Regular Exercise
Being physically active is a huge part of heart health. Exercising 3-4 times a week, at an average of 40 minutes, will make all the difference. Physical activities that switch back and forth in intensity and interval, like HIIT (High Intensity Interval Training) are great but even walking ten minutes more a day is a good way to get started.

Control Your Weight
For guys, a waistline of 40 inches is an indicator of a possible health problem. Visceral abdominal fat—the kind that’s deeply embedded under the skin—is especially dangerous. To combat this, we recommend a diet based in leafy greens and good fats that’s low in wheat and excess sugar. Keeping active is also important, and we’re not just talking exercise—if you’re sedentary at work, it’s time to take more get up and move breaks.

Schedule an Adjustment
One of the best all-natural ways of combating health disease is regular visits to the chiropractor.
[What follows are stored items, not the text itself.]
//! Hands out MIDI channel numbers from a bucket of allowed channels.
//!
//! Channels are added to the bucket once, up front. When a note needs a
//! channel it just takes one; the channel sinks to the bottom of the bucket
//! and only comes around again after every other channel has been handed out
//! too. When polyphony exceeds the number of channels the same channel ends
//! up held by several notes at once, so the bucket counts how many holds are
//! outstanding on each channel.
//!
//! The bucket is split in two sections: the released channels on top, ordered
//! oldest release first, and the taken channels below. Releasing a channel
//! nobody else holds moves it to the bottom of the released section, which
//! postpones its reuse as long as possible. That delay is the whole point:
//! sounds with long release tails glitch when their channel is reassigned
//! under them.

/// Number of MIDI channels a bucket can hold.
pub const NUM_CHANNELS: usize = 16;

/// A bucket of MIDI channels with deferred reuse.
///
/// Channel numbers are 1-based (1..=16) at the API; internally the bucket is
/// a circular doubly-linked list over 0-based slots, stored as two fixed
/// link arrays so that every operation is O(1) and nothing ever allocates.
/// `None` links mark slots that were never added.
pub struct ChannelBucket {
    /// Next channel to hand out, `None` while the bucket is empty.
    top: Option<u8>,
    /// Bottom of the released section, `None` when every channel is taken.
    bottom_released: Option<u8>,
    previous: [Option<u8>; NUM_CHANNELS],
    next: [Option<u8>; NUM_CHANNELS],
    /// Outstanding holds per channel; zero means released.
    holds: [u8; NUM_CHANNELS],
}

impl ChannelBucket {
    pub const fn new() -> Self {
        Self {
            top: None,
            bottom_released: None,
            previous: [None; NUM_CHANNELS],
            next: [None; NUM_CHANNELS],
            holds: [0; NUM_CHANNELS],
        }
    }

    /// Adds a channel (1..=16) to the bucket.
    ///
    /// Out-of-range and already-present channels are ignored, so adding is
    /// idempotent. A new channel starts released, at the bottom of the
    /// released section.
    pub fn add(&mut self, channel: u8) {
        if channel < 1 || channel > NUM_CHANNELS as u8 {
            return;
        }
        let ch = (channel - 1) as usize;
        if self.next[ch].is_some() {
            return;
        }

        match (self.top, self.bottom_released) {
            // first channel in the bucket: a ring of one
            (None, _) => {
                self.previous[ch] = Some(ch as u8);
                self.next[ch] = Some(ch as u8);
                self.top = Some(ch as u8);
                self.bottom_released = Some(ch as u8);
            }
            // every existing channel is taken: the newcomer becomes the
            // released section all by itself, ahead of the taken channels
            (Some(top), None) => {
                let Some(bottom) = self.previous[top as usize] else {
                    return;
                };
                self.link(bottom as usize, ch);
                self.link(ch, top as usize);
                self.top = Some(ch as u8);
                self.bottom_released = Some(ch as u8);
            }
            // splice in right after the bottom-most released channel
            (Some(_), Some(bottom)) => {
                let Some(taken_edge) = self.next[bottom as usize] else {
                    return;
                };
                self.link(bottom as usize, ch);
                self.link(ch, taken_edge as usize);
                self.bottom_released = Some(ch as u8);
            }
        }
        self.holds[ch] = 0;
    }

    /// Takes the channel that has been idle the longest.
    ///
    /// Returns 0 when no channels were ever added; callers must treat 0 as
    /// "no channel available", never as a real channel number. Once the
    /// released section runs dry, already-taken channels are handed out
    /// again in the order they were taken.
    pub fn take(&mut self) -> u8 {
        let Some(top) = self.top else {
            return 0;
        };
        let ch = top as usize;

        // the top channel was already first in ring order, so sinking it to
        // the bottom of the taken section is just advancing the top marker
        self.top = self.next[ch];
        self.holds[ch] = self.holds[ch].saturating_add(1);

        // the last released channel just got taken
        if self.bottom_released == Some(top) {
            self.bottom_released = None;
        }

        top + 1
    }

    /// Releases one hold on a channel.
    ///
    /// Ignored when the channel is out of range, the bucket is empty, or the
    /// channel was never added. A channel still held by another note sinks
    /// to the bottom of the taken section; a channel with no holders left
    /// moves to the bottom of the released section. A release with no
    /// matching take leaves the hold count at zero rather than wrapping.
    pub fn release(&mut self, channel: u8) {
        if channel < 1 || channel > NUM_CHANNELS as u8 || self.top.is_none() {
            return;
        }
        let ch = (channel - 1) as usize;
        if self.next[ch].is_none() {
            return;
        }

        if self.holds[ch] > 1 {
            self.holds[ch] -= 1;
            // still in use by another note: keep it away from the top
            self.extremize(ch);
            self.top = self.next[ch];
            return;
        }
        self.holds[ch] = 0;

        match self.bottom_released {
            // no released section left: this channel becomes it
            None => {
                self.extremize(ch);
                self.top = Some(ch as u8);
            }
            Some(bottom) => {
                // already sitting at the marker or right below it, only the
                // marker needs to move; the marker case happens on a release
                // with no matching take
                if bottom as usize != ch && self.next[bottom as usize] != Some(ch as u8) {
                    let Some(taken_edge) = self.next[bottom as usize] else {
                        return;
                    };
                    self.extract(ch);
                    self.link(bottom as usize, ch);
                    self.link(ch, taken_edge as usize);
                }
            }
        }
        self.bottom_released = Some(ch as u8);
    }

    /// Removes all channels from the bucket.
    pub fn clear(&mut self) {
        self.top = None;
        self.bottom_released = None;
        self.previous = [None; NUM_CHANNELS];
        self.next = [None; NUM_CHANNELS];
        self.holds = [0; NUM_CHANNELS];
    }

    /// Whether a channel was added to the bucket.
    pub fn contains(&self, channel: u8) -> bool {
        channel >= 1
            && channel <= NUM_CHANNELS as u8
            && self.next[(channel - 1) as usize].is_some()
    }

    pub fn is_empty(&self) -> bool {
        self.top.is_none()
    }

    fn link(&mut self, a: usize, b: usize) {
        self.next[a] = Some(b as u8);
        self.previous[b] = Some(a as u8);
    }

    /// Splices a channel out of the ring, leaving its own links absent.
    fn extract(&mut self, ch: usize) {
        let (Some(prev), Some(next)) = (self.previous[ch], self.next[ch]) else {
            return;
        };
        self.link(prev as usize, next as usize);
        self.previous[ch] = None;
        self.next[ch] = None;
    }

    /// Moves a channel to the very bottom of the bucket, just before the
    /// top, handling the cases where the channel is itself the top or
    /// already the bottom.
    fn extremize(&mut self, ch: usize) {
        let Some(top) = self.top else {
            return;
        };
        let mut bottom = self.previous[top as usize];
        if bottom == Some(ch as u8) {
            bottom = self.previous[ch];
        }
        let mut new_top = Some(top);
        if top as usize == ch {
            new_top = self.next[ch];
        }
        let (Some(bottom), Some(new_top)) = (bottom, new_top) else {
            return;
        };

        self.extract(ch);
        self.link(bottom as usize, ch);
        self.link(ch, new_top as usize);
    }
}

impl Default for ChannelBucket {
    fn default() -> Self {
        Self::new()
    }
}

#[cfg(test)]
mod tests {
    use super::*;

    #[test]
    fn test_take_on_empty_bucket() {
        let mut bucket = ChannelBucket::new();
        assert_eq!(bucket.take(), 0);
        assert!(bucket.is_empty());
    }

    #[test]
    fn test_out_of_range_add_is_ignored() {
        let mut bucket = ChannelBucket::new();
        bucket.add(0);
        bucket.add(17);
        assert_eq!(bucket.take(), 0);
    }

    #[test]
    fn test_add_is_idempotent() {
        let mut bucket = ChannelBucket::new();
        bucket.add(5);
        bucket.add(5);
        // a single ring member cycles back to itself on every take
        assert_eq!(bucket.take(), 5);
        assert_eq!(bucket.take(), 5);
        assert_eq!(bucket.take(), 5);
    }

    #[test]
    fn test_channels_handed_out_in_added_order() {
        let mut bucket = ChannelBucket::new();
        bucket.add(2);
        bucket.add(7);
        bucket.add(4);
        assert_eq!(bucket.take(), 2);
        assert_eq!(bucket.take(), 7);
        assert_eq!(bucket.take(), 4);
    }

    #[test]
    fn test_round_robin_once_all_taken() {
        let mut bucket = ChannelBucket::new();
        bucket.add(1);
        bucket.add(2);
        bucket.add(3);
        let order: [u8; 6] = core::array::from_fn(|_| bucket.take());
        assert_eq!(order, [1, 2, 3, 1, 2, 3]);
    }

    #[test]
    fn test_oldest_released_is_reused_first() {
        let mut bucket = ChannelBucket::new();
        bucket.add(1);
        bucket.add(2);
        bucket.add(3);
        bucket.take();
        bucket.take();
        bucket.take();
        bucket.release(2);
        bucket.release(1);
        // 2 was released before 1, so it comes back first regardless of
        // numeric order
        assert_eq!(bucket.take(), 2);
        assert_eq!(bucket.take(), 1);
    }

    #[test]
    fn test_sole_released_channel_is_reissued_immediately() {
        let mut bucket = ChannelBucket::new();
        bucket.add(1);
        bucket.add(2);
        assert_eq!(bucket.take(), 1);
        assert_eq!(bucket.take(), 2);
        bucket.release(1);
        // 1 is the only released channel, so it beats the shared reuse of 2
        assert_eq!(bucket.take(), 1);
    }

    #[test]
    fn test_released_shared_channel_sinks_below_other_taken() {
        let mut bucket = ChannelBucket::new();
        bucket.add(1);
        bucket.add(2);
        assert_eq!(bucket.take(), 1);
        assert_eq!(bucket.take(), 2);
        // channel 1 now shared by two notes
        assert_eq!(bucket.take(), 1);
        bucket.release(1);
        // 1 is still held once, so 2 must be handed out before 1 again
        assert_eq!(bucket.take(), 2);
        assert_eq!(bucket.take(), 1);
    }

    #[test]
    fn test_hold_count_round_trip() {
        let mut bucket = ChannelBucket::new();
        bucket.add(1);
        for _ in 0..3 {
            assert_eq!(bucket.take(), 1);
        }
        bucket.release(1);
        bucket.release(1);
        bucket.release(1);
        // all holds matched; the channel is free again
        assert_eq!(bucket.take(), 1);
    }

    #[test]
    fn test_release_without_take_clamps_at_zero() {
        let mut bucket = ChannelBucket::new();
        bucket.add(1);
        bucket.add(2);
        bucket.release(1);
        bucket.release(1);
        // the spurious releases must not leave 1 looking permanently taken
        assert_eq!(bucket.take(), 1);
        bucket.release(1);
        assert_eq!(bucket.take(), 1);
    }

    #[test]
    fn test_spurious_release_of_bottom_released_channel() {
        let mut bucket = ChannelBucket::new();
        bucket.add(1);
        bucket.add(2);
        bucket.add(3);
        assert_eq!(bucket.take(), 1);
        // 3 is the bottom of the released section and was never taken
        bucket.release(3);
        let order: [u8; 6] = core::array::from_fn(|_| bucket.take());
        assert_eq!(order, [2, 3, 1, 2, 3, 1]);
    }

    #[test]
    fn test_release_of_unknown_channel_is_ignored() {
        let mut bucket = ChannelBucket::new();
        bucket.release(3);
        bucket.add(1);
        bucket.release(3);
        bucket.release(17);
        assert_eq!(bucket.take(), 1);
    }

    #[test]
    fn test_take_release_never_change_membership() {
        let mut bucket = ChannelBucket::new();
        bucket.add(4);
        bucket.add(9);
        bucket.take();
        bucket.take();
        bucket.release(9);
        assert!(bucket.contains(4));
        assert!(bucket.contains(9));
        assert!(!bucket.contains(5));
        assert!(!bucket.contains(0));
        assert!(!bucket.contains(17));
    }

    #[test]
    fn test_clear_empties_the_bucket() {
        let mut bucket = ChannelBucket::new();
        bucket.add(1);
        bucket.add(2);
        bucket.take();
        bucket.clear();
        assert!(bucket.is_empty());
        assert!(!bucket.contains(1));
        assert_eq!(bucket.take(), 0);
        // usable again after a clear
        bucket.add(3);
        assert_eq!(bucket.take(), 3);
    }

    #[test]
    fn test_add_while_all_channels_taken() {
        let mut bucket = ChannelBucket::new();
        bucket.add(1);
        bucket.add(2);
        bucket.take();
        bucket.take();
        // the newcomer starts released, so it is handed out before any
        // taken channel gets shared
        bucket.add(3);
        assert_eq!(bucket.take(), 3);
        assert_eq!(bucket.take(), 1);
    }

    #[test]
    fn test_long_interleaving_keeps_ring_consistent() {
        let mut bucket = ChannelBucket::new();
        for ch in 1..=4 {
            bucket.add(ch);
        }
        let mut outstanding: [u8; 17] = [0; 17];
        // drive the bucket through a few hundred mixed operations and make
        // sure every take keeps yielding a valid member
        for step in 0..400usize {
            if step % 3 == 0 {
                let ch = ((step / 3) % 4 + 1) as u8;
                if outstanding[ch as usize] > 0 {
                    bucket.release(ch);
                    outstanding[ch as usize] -= 1;
                }
            } else {
                let ch = bucket.take();
                assert!((1..=4).contains(&ch));
                outstanding[ch as usize] += 1;
            }
        }
        for ch in 1..=4 {
            assert!(bucket.contains(ch));
        }
    }
}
The University of Chicago Hypertension Center performed a study involving 50 individuals and found that after just one chiropractic adjustment to a misaligned atlas bone (a vertebra that helps support the head), patients experienced a significant decrease in blood pressure.

Manage Your Stress
The effects of stress on the body and mind are very real. It’s been suggested that stress triggers inflammation, an instigator of heart disease. And some of the more common behaviors caused by stress—over-eating, inactivity, smoking—don’t do your heart any beneficial favors. Manage your stress by staying positive and finding ways of stress relief that work for you like yoga, meditation, exercise or even just taking a few minutes from the day to yourself.

Monitor Cholesterol and Blood Pressure
When too much LDL (bad cholesterol) builds up, it can create a thick deposit that clogs arteries and makes them less flexible. For men, the numbers to strive for are HDL (good cholesterol) levels of 40mg or higher and LDL levels below 100. In turn, high blood pressure damages your circulatory system, and is known as the “silent killer”—a huge contributing factor to heart attack and stroke. Normal blood pressure is below 120/80. If you’re suffering from either of these conditions, consult with your physician to assess a proper method of care.